[Stored items]
◆ ◆ ◆ ◆
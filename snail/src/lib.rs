//! A small convolutional neural network engine.
//!
//! Networks are chains of layers over 3-D tensors ([`data_array::DataArray`]).
//! Every layer can propagate an input forward and back-propagate an error,
//! updating its own parameters with plain gradient descent on the way.
//!
//! Example:
//! ```
//! use snail::data_array::{DataArray, Size};
//! use snail::layers::NetworkLayer;
//! use snail::pooling::MaxPoolLayer;
//!
//! let input = DataArray::from_vec(
//!     Size::new(2, 2, 1),
//!     vec![1., 3., 2., 4.],
//! )
//! .unwrap();
//! let mut layer = MaxPoolLayer::new(Size::new(2, 2, 1), 2).unwrap();
//! let mut output = DataArray::new(layer.output_size());
//! layer.propagate(&input, &mut output).unwrap();
//!
//! assert_eq!(output.at(0, 0, 0), 4.);
//! ```
pub mod activation_functions;
pub mod config;
pub mod convolutions;
pub mod data_array;
pub mod errors;
pub mod fully_connected;
pub mod layers;
pub mod models;
pub mod pooling;
pub mod serialization;

pub type WeightPrecision = f32;
pub type ImagePrecision = f32;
◆ ◆ ◆ ◆
The lines from the one with "pub mod errors;" through the final line of the data are to be reproduced exactly, both included, with no other lines.

- Written solution:
pub mod errors;
pub mod fully_connected;
pub mod layers;
pub mod models;
pub mod pooling;
pub mod serialization;

pub type WeightPrecision = f32;
pub type ImagePrecision = f32;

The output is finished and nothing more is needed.